In December 2018, Historic England awarded a £47,477 project development grant to the Trustees of the Unitarian Meeting House, which enabled architects to confirm that the timber frame of the building, together with internal and external joinery, was deteriorating due to the effects of damp.
The roof had also become increasingly difficult to maintain as the process of replacing missing tiles damaged far more tiles in the process and the amount of work quickly escalated.
The awarding of a £421,000 repair grant to the Unitarian Meeting House makes Historic England the major funder for this repair project, contributing up to 77% of total costs.
The project includes essential repairs to the walls and roof coverings.

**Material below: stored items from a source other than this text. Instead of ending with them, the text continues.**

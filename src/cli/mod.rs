//! Command-line entry point for the bg-composite binary
//!
//! Only available with the `cli` feature.

mod config;
#[path = "main.rs"]
mod main_impl;

pub use main_impl::{main, Cli, Command, FetchModelArgs, ServeArgs};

Due to its poor condition, the Unitarian Meeting House was placed on the Heritage at Risk Register in 2018. It will be removed from the Register when the current repairs are successfully completed. Repair work has started and is likely to be completed by autumn 2020.
Tony Calladine, regional director at Historic England in the East of England said: "We're delighted to support the repair of the Unitarian Meeting House with this grant.
"It's one of the finest buildings of its kind in the country, with a remarkable interior, and represents an important part of 18th century history, both nationally and locally.
"We're pleased to play our part in repairing this important building and protecting it for future generations to enjoy. It will be a wonderful achievement to see it removed from the Heritage at Risk Register."
Ann Baeppler, chair of the trustees for the Unitarian Meeting House said: "We have been overwhelmed by the dedicated support given to us by Historic England right from the very start of our approach to them for funding towards our major restoration project, without which the fabric of our unique Meeting House would have continued to deteriorate relentlessly. We are so grateful!"